The equity markets have reacted exactly as expected, zero interest rates means bonds yields remain unattractive and money is cheap, the market will rally (period).
Bonds have seen a slight sell-off, which forced rates in the 10-year up to 2.6%. There is a little concern with the winding down of QE3 that without the Fed we might see yields rise further. However, I don’t think the Fed is out of the game, perhaps in name only. A steepening of the yield curve will stall the economic recovery, we can’t have that. I suspect that we are already close to resistance in yields (support in bonds) at the 2.7% range. I was in the minority that believe rates would get to 2.4% earlier this year, I still believe we will see rates remain under pressure and we will not see a steeping in the yield curve, even at the end of QE3. QE4 or something different in name only is already loaded ready to fire.

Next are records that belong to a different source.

/// Perspective camera and screen projection
use nalgebra::{Matrix4, Point3, Vector3};

use crate::config::ViewerConfig;

/// Perspective camera looking at a target point
#[derive(Debug, Clone)]
pub struct Camera {
    pub position: Point3<f32>,
    pub target: Point3<f32>,
    pub up: Vector3<f32>,
    /// Vertical field of view in radians
    pub fov: f32,
    pub aspect: f32,
    pub near: f32,
    pub far: f32,
    projection: Matrix4<f32>,
}

impl Camera {
    pub fn new(fov_degrees: f32, aspect: f32, near: f32, far: f32) -> Self {
        let mut camera = Self {
            position: Point3::origin(),
            target: Point3::origin(),
            up: Vector3::y(),
            fov: fov_degrees.to_radians(),
            aspect,
            near,
            far,
            projection: Matrix4::identity(),
        };
        camera.update_projection_matrix();
        camera
    }

    pub fn from_config(config: &ViewerConfig, width: u32, height: u32) -> Self {
        let mut camera = Self::new(
            config.fov_degrees,
            aspect_ratio(width, height),
            config.near,
            config.far,
        );
        camera.position = config.initial_camera_position;
        camera
    }

    /// Recompute the cached projection after changing fov, aspect or clip planes
    pub fn update_projection_matrix(&mut self) {
        self.projection = Matrix4::new_perspective(self.aspect, self.fov, self.near, self.far);
    }

    pub fn projection_matrix(&self) -> &Matrix4<f32> {
        &self.projection
    }

    pub fn look_at(&mut self, target: Point3<f32>) {
        self.target = target;
    }

    pub fn view_matrix(&self) -> Matrix4<f32> {
        Matrix4::look_at_rh(&self.position, &self.target, &self.up)
    }

    pub fn view_projection(&self) -> Matrix4<f32> {
        self.projection * self.view_matrix()
    }

    /// Unit vector pointing to the camera's right in world space
    pub fn right(&self) -> Vector3<f32> {
        let forward = self.target - self.position;
        let right = forward.cross(&self.up);
        if right.norm() < 1e-6 {
            Vector3::x()
        } else {
            right.normalize()
        }
    }

    /// Project a model-space point to pixel coordinates plus NDC depth.
    ///
    /// Returns `None` for points behind the camera or outside the frustum.
    pub fn project_to_screen(
        &self,
        point: &Point3<f32>,
        model_matrix: &Matrix4<f32>,
        width: u32,
        height: u32,
    ) -> Option<(f32, f32, f32)> {
        let mvp = self.view_projection() * model_matrix;
        let clip = mvp * point.to_homogeneous();

        if clip.w < 1e-6 {
            return None;
        }

        let ndc = clip.xyz() / clip.w;
        if ndc.x.abs() > 1.0 || ndc.y.abs() > 1.0 || ndc.z.abs() > 1.0 {
            return None;
        }

        let screen_x = (ndc.x + 1.0) * 0.5 * width as f32;
        let screen_y = (1.0 - ndc.y) * 0.5 * height as f32;

        Some((screen_x, screen_y, ndc.z))
    }
}

/// Width over height. Zero dimensions count as one pixel so the projection
/// never sees a zero or infinite aspect.
pub fn aspect_ratio(width: u32, height: u32) -> f32 {
    width.max(1) as f32 / height.max(1) as f32
}

#[cfg(test)]
mod tests {
    use super::*;

    #[test]
    fn test_camera_from_config() {
        let camera = Camera::from_config(&ViewerConfig::default(), 800, 600);
        assert!((camera.aspect - 800.0 / 600.0).abs() < 1e-6);
        assert!((camera.fov - 75f32.to_radians()).abs() < 1e-6);
        assert_eq!(camera.position, Point3::new(0.0, 0.0, 5.0));
        assert_eq!(camera.far, 1000.0);
    }

    #[test]
    fn test_projection_refresh() {
        let mut camera = Camera::new(75.0, 1.0, 0.1, 1000.0);
        let before = *camera.projection_matrix();
        camera.aspect = 2.0;
        assert_eq!(*camera.projection_matrix(), before);
        camera.update_projection_matrix();
        assert!((camera.projection_matrix() - before).norm() > 1e-3);
    }

    #[test]
    fn test_zero_height_aspect() {
        assert_eq!(aspect_ratio(640, 0), 640.0);
    }

    #[test]
    fn test_zero_width_aspect() {
        assert_eq!(aspect_ratio(0, 600), 1.0 / 600.0);
        assert_eq!(aspect_ratio(0, 0), 1.0);
    }

    #[test]
    fn test_project_origin_to_center() {
        let mut camera = Camera::new(75.0, 1.0, 0.1, 1000.0);
        camera.position = Point3::new(0.0, 0.0, 5.0);
        let (x, y, depth) = camera
            .project_to_screen(&Point3::origin(), &Matrix4::identity(), 100, 100)
            .unwrap();
        assert!((x - 50.0).abs() < 1e-3);
        assert!((y - 50.0).abs() < 1e-3);
        assert!(depth > -1.0 && depth < 1.0);
    }

    #[test]
    fn test_point_behind_camera_is_rejected() {
        let mut camera = Camera::new(75.0, 1.0, 0.1, 1000.0);
        camera.position = Point3::new(0.0, 0.0, 5.0);
        let behind = Point3::new(0.0, 0.0, 10.0);
        assert!(camera
            .project_to_screen(&behind, &Matrix4::identity(), 100, 100)
            .is_none());
    }
}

The dollar index has pretty much topped out and could remain in this upper range into the mid-terms, if it means keeping a lid on gas and food prices. Got to keep voters optimistic heading into November 4th, however that will change and we should see the dollar index decline again. Looking at the Yen and Euro chart, it looks ugly and I am not sure that Yellen can sleep at night as the US dollar continues to strengthen. She will probably just need to take some TUMS for the next couple of weeks and bare it as the nation waits for the mid-term elections. I suspect we will start seeing a short dollar on the dollar/yen and dollar/euro trade heading into mid-November, taking advantage of Yellen stepping on the accelerator after the mid-terms.

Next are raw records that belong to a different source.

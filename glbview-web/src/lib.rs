/// glbview web - browser host for the model viewer
///
/// Boots a viewer session on a WebGL2 canvas, fetches the model in the
/// background, wires the page controls, and drives frames from
/// `requestAnimationFrame`.

pub mod console;
pub mod events;
pub mod fetch;
pub mod fullscreen;
pub mod gl;
pub mod host;

use std::cell::RefCell;
use std::rc::Rc;

use glbview_core::{boot, load_model, ViewerConfig};
use log::{error, info, LevelFilter};
use wasm_bindgen::prelude::*;

use crate::events::SharedViewer;
use crate::host::BrowserHost;

fn request_animation_frame(callback: &Closure<dyn FnMut(f64)>) -> Result<i32, JsValue> {
    web_sys::window()
        .ok_or_else(|| JsValue::from_str("no window"))?
        .request_animation_frame(callback.as_ref().unchecked_ref())
}

/// Frame loop for the lifetime of the page; the next frame is scheduled
/// before the current one runs
fn start_render_loop(viewer: SharedViewer) -> Result<(), JsValue> {
    let callback: Rc<RefCell<Option<Closure<dyn FnMut(f64)>>>> = Rc::new(RefCell::new(None));
    let next = callback.clone();

    *callback.borrow_mut() = Some(Closure::new(move |timestamp: f64| {
        if let Some(cb) = next.borrow().as_ref() {
            if let Err(e) = request_animation_frame(cb) {
                error!("Failed to schedule frame: {:?}", e);
            }
        }
        viewer.borrow_mut().frame(timestamp);
    }));

    let scheduled = match callback.borrow().as_ref() {
        Some(cb) => request_animation_frame(cb).map(|_| ()),
        None => Ok(()),
    };
    scheduled
}

fn load_asset(viewer: SharedViewer, path: String) {
    wasm_bindgen_futures::spawn_local(async move {
        let result = match fetch::fetch_bytes(&path).await {
            Ok(bytes) => load_model(&bytes),
            Err(e) => Err(e),
        };
        viewer.borrow_mut().on_asset_loaded(result);
    });
}

/// Capability check, session setup, asset request, bindings, frame loop
pub fn start(config: ViewerConfig) -> Result<(), JsValue> {
    let window = web_sys::window().ok_or_else(|| JsValue::from_str("no window"))?;
    let document = window
        .document()
        .ok_or_else(|| JsValue::from_str("no document"))?;

    let mut host = BrowserHost::new(window.clone(), document.clone());
    let asset_path = config.asset_path.clone();
    let viewer = match boot(&mut host, config) {
        Ok(Some(viewer)) => viewer,
        Ok(None) => return Ok(()),
        Err(e) => return Err(JsValue::from_str(&e.to_string())),
    };

    let canvas = viewer.backend().canvas().clone();
    let viewer: SharedViewer = Rc::new(RefCell::new(viewer));

    info!("Requesting {}", asset_path);
    load_asset(viewer.clone(), asset_path);

    events::register(&viewer, &window, &document, &canvas)?;
    start_render_loop(viewer)
}

#[wasm_bindgen(start)]
pub fn main() -> Result<(), JsValue> {
    console_error_panic_hook::set_once();
    console::init(LevelFilter::Info);

    start(ViewerConfig::default())
}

Commodities will remain under pressure as the over-supply in the Yen / Euro force the dollar higher and drive down dollar derivative priced commodities. This could be lining up for an excellent buying opportunity when this turns around. For now commodities will remain under pressure, but when this turns around it could be fast and hard. Watch the dollar, it will determine the action.
Support & Resistance
Long live the Doves! Market is in rally mode as it received confirmation that nothing has changed.

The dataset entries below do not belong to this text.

/// Binary glTF decoding into a flattened [`Model`]
use gltf::mesh::Mode;
use log::{debug, warn};
use nalgebra::{Matrix3, Matrix4, Point3, Vector3};

use crate::error::{ViewerError, ViewerResult};
use crate::geometry::{Mesh, Model, Triangle, Vertex};

/// Decode a self-contained `.glb` (or embedded-buffer `.gltf`) scene.
///
/// Node transforms are baked into the vertices so the result is a single
/// model-space fragment. Textures are not sampled; each primitive keeps its
/// material's base color factor.
pub fn parse_glb(data: &[u8]) -> ViewerResult<Model> {
    let (document, buffers, _images) = gltf::import_slice(data)?;

    let scene = document
        .default_scene()
        .or_else(|| document.scenes().next());

    let mut model = Model::default();
    match scene {
        Some(scene) => {
            for node in scene.nodes() {
                visit_node(&node, &Matrix4::identity(), &buffers, &mut model)?;
            }
        }
        None => {
            // Scene-less files still carry meshes worth showing
            for mesh in document.meshes() {
                append_mesh(&mesh, &Matrix4::identity(), &buffers, &mut model)?;
            }
        }
    }

    if model.is_empty() {
        return Err(ViewerError::EmptyAsset);
    }
    Ok(model)
}

fn visit_node(
    node: &gltf::Node,
    parent: &Matrix4<f32>,
    buffers: &[gltf::buffer::Data],
    model: &mut Model,
) -> ViewerResult<()> {
    let world = parent * Matrix4::from(node.transform().matrix());

    if let Some(mesh) = node.mesh() {
        append_mesh(&mesh, &world, buffers, model)?;
    }
    for child in node.children() {
        visit_node(&child, &world, buffers, model)?;
    }
    Ok(())
}

fn append_mesh(
    mesh: &gltf::Mesh,
    world: &Matrix4<f32>,
    buffers: &[gltf::buffer::Data],
    model: &mut Model,
) -> ViewerResult<()> {
    let normal_matrix = normal_matrix(world);

    for primitive in mesh.primitives() {
        if primitive.mode() != Mode::Triangles {
            let err = ViewerError::UnsupportedPrimitive(format!(
                "{:?} in mesh {}",
                primitive.mode(),
                mesh.name().unwrap_or("<unnamed>")
            ));
            warn!("Skipping primitive: {}", err);
            continue;
        }

        let reader = primitive.reader(|buffer| Some(buffers[buffer.index()].0.as_slice()));

        let positions: Vec<Point3<f32>> = match reader.read_positions() {
            Some(iter) => iter
                .map(|p| world.transform_point(&Point3::from(p)))
                .collect(),
            None => continue,
        };
        let normals: Option<Vec<Vector3<f32>>> = reader.read_normals().map(|iter| {
            iter.map(|n| {
                (normal_matrix * Vector3::from(n))
                    .try_normalize(1e-12)
                    .unwrap_or_else(Vector3::zeros)
            })
            .collect()
        });
        let indices: Vec<u32> = match reader.read_indices() {
            Some(read) => read.into_u32().collect(),
            None => (0..positions.len() as u32).collect(),
        };

        let mut out = Mesh::with_capacity(indices.len() / 3);
        out.base_color = primitive
            .material()
            .pbr_metallic_roughness()
            .base_color_factor();

        for face in indices.chunks_exact(3) {
            let corners = [face[0] as usize, face[1] as usize, face[2] as usize];
            if corners.iter().any(|&i| i >= positions.len()) {
                warn!("Index out of range in mesh {}", mesh.index());
                continue;
            }
            let mut triangle = Triangle::new(
                Vertex::new(positions[corners[0]], Vector3::zeros()),
                Vertex::new(positions[corners[1]], Vector3::zeros()),
                Vertex::new(positions[corners[2]], Vector3::zeros()),
            );
            let flat = triangle.face_normal();
            for (vertex, &i) in triangle.vertices.iter_mut().zip(corners.iter()) {
                vertex.normal = normals
                    .as_ref()
                    .and_then(|n| n.get(i).copied())
                    .unwrap_or(flat);
            }
            out.add_triangle(triangle);
        }

        debug!(
            "Primitive {} of mesh {}: {} triangles",
            primitive.index(),
            mesh.index(),
            out.triangles.len()
        );
        model.meshes.push(out);
    }
    Ok(())
}

/// Inverse-transpose of the upper 3x3, falling back to the plain linear part
fn normal_matrix(world: &Matrix4<f32>) -> Matrix3<f32> {
    let linear: Matrix3<f32> = world.fixed_view::<3, 3>(0, 0).into_owned();
    linear
        .try_inverse()
        .map(|inv| inv.transpose())
        .unwrap_or(linear)
}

The FOMC is over and the Doves rule the day. Time to get in line to buy an iPhone.
Get long, sell calls and watch the VIX drop like a rock. The Doves have spoken.
Seems like order flow is heading back in, 1140-1160 could be the support range. However, as much as the narrower based indices are waving the victory flag, don’t get too comfortable until you see this index break solidly above the 1170 area and turn that into support.
I will admit I love watching the Fed games and economics as much as I love watching Miami beat the Patriots. If only the rest of the nation could take interest in economics and our Federal Reserve, perhaps John Grisham could right an exciting novel or make a movie on the subject that would capture a wider audience and bring interest. I really don’t care what brings people to the table to take interest. The fact remains, it doesn’t matter if you are black or white, gay or straight, old or young, rich or poor, Pro-life or Pro-Choice, Jew or Christian or any of the issues that divide us socially. We all earn and spend dollars and the Fed policy affects each and every one of us. It is time to take notice, to garner an inkling of understanding, to pay attention – your future and children’s future are far more impacted by the Fed than you can possibly imagine.
Now it is time for some Football – GO FINS!